Alors, la perspective d’une nouvelle vie à la campagne, où Élisabeth pourra se livrer à sa passion pour la peinture, semble idéale. Et tant pis si Stéphane doit se coltiner des heures dans le RER ; tant pis si Maëva peste contre ses péquenots de camarades.
« Car c’était son idée à lui, la réparation qu’il proposait à Élisabeth pour effacer les fautes commises et repartir sur de nouvelles bases » (p.18)
Seulement, ce nouvel équilibre est très rapidement mis à mal lorsque Maëva commet une grosse bêtise au collège envers un camarade, et s’amourache en même temps de Ritchie, un grand Black rescapé de la coque de migrants d’où sa mère et son frère n’ont pu sortir vivants… Maëva connaît son premier grand amour avec ce camarade de classe. Mais tant sa bêtise que Ritchie déclenchent l’ire de Stéphane et la culpabilité d’Élisabeth. Sans le savoir, c’est là le point de départ d’une nouvelle scission familiale, chacun étant lourdement impacté dans ses choix personnels présents et à venir. Mais le sceau du secret fait loi, et chacun cache son jeu aux autres.
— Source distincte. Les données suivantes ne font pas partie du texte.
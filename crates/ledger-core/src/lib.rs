//! Session records, billing ledger and atomic settlement operations.
//!
//! This crate is the persistence-layer collaborator of the Counsel session
//! engine. Two participant processes never talk to each other directly; they
//! coordinate exclusively through the conditional operations defined here:
//!
//! - [`SessionLedger::start_session`]: first caller wins, the session moves
//!   `Pending -> Active` exactly once.
//! - [`SessionLedger::commit_billing_event`]: append-only charges guarded by
//!   an idempotency key `(session, kind, unit index)`. A retried or duplicate
//!   commit returns the already-committed event. A charge that would drive
//!   the payer's balance negative is rejected whole.
//! - [`SessionLedger::finalize_session`]: the single settlement path. The
//!   first caller freezes duration and earnings; every later caller (either
//!   participant, a timeout, an error path) receives the identical result.
//! - [`SessionLedger::subscribe`]: status-change stream that lets one
//!   participant observe the other's terminal write.
//!
//! [`InMemoryLedger`] is the reference implementation with exactly these
//! semantics; production deployments implement [`SessionLedger`] against the
//! hosted backend's compare-and-set primitives.

pub mod error;
pub mod ledger;
pub mod memory;
pub mod types;

pub use error::{LedgerError, Result};
pub use ledger::SessionLedger;
pub use memory::InMemoryLedger;
pub use types::{
    BillingEvent, ChargeKind, CommitOutcome, Credits, EndReason, Modality, SessionId,
    SessionRecord, SessionStats, SessionStatus, Settlement, StartOutcome, StatusChange, UserId,
};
« Et en coulisses, ça dégueulait dans la nuit, ça pleurait sous la couette, ça fuyait de tous les côtés. » (p.48)
Le dénouement, horrifiant, scelle l’ironie générale du destin de ces entités familiales projetées les unes contre les autres, projetées les unes loin des autres, selon les forces telluriques du désir, aussi malsain soit-il.
Carine Joaquim signe un récit d’une grande force, dans l’intimité d’une cellule familiale en apparence paisible, mais au final bousculée par des aspirations individualistes contraires à l’épanouissement général. Car même les apparences ne peuvent sauver l’authenticité des sentiments…
« Elle n’en pouvait plus de cette mascarade interminable. Depuis dix ans, elle jouait le rôle de l’épouse satisfaite et de la mère heureuse, mais qui y croyait encore ? » (p.187)
Famille, désir(s), amour, vérité et mensonge, handicap et migration sont les thèmes clés d’un roman qui questionne l’altérité, qu’elle soit lointaine ou finalement la plus proche de nous. Et, finalement, l’étranger n’est pas celui que l’on croit…
Nos corps étrangers, Carine JOAQUIM, éditions de La Manufacture de livres, 2021, 233 pages, 19.90€.
C’était le fameux slogan des années 70: « Familles, je vous hais ». Ce n’était pas pour rien.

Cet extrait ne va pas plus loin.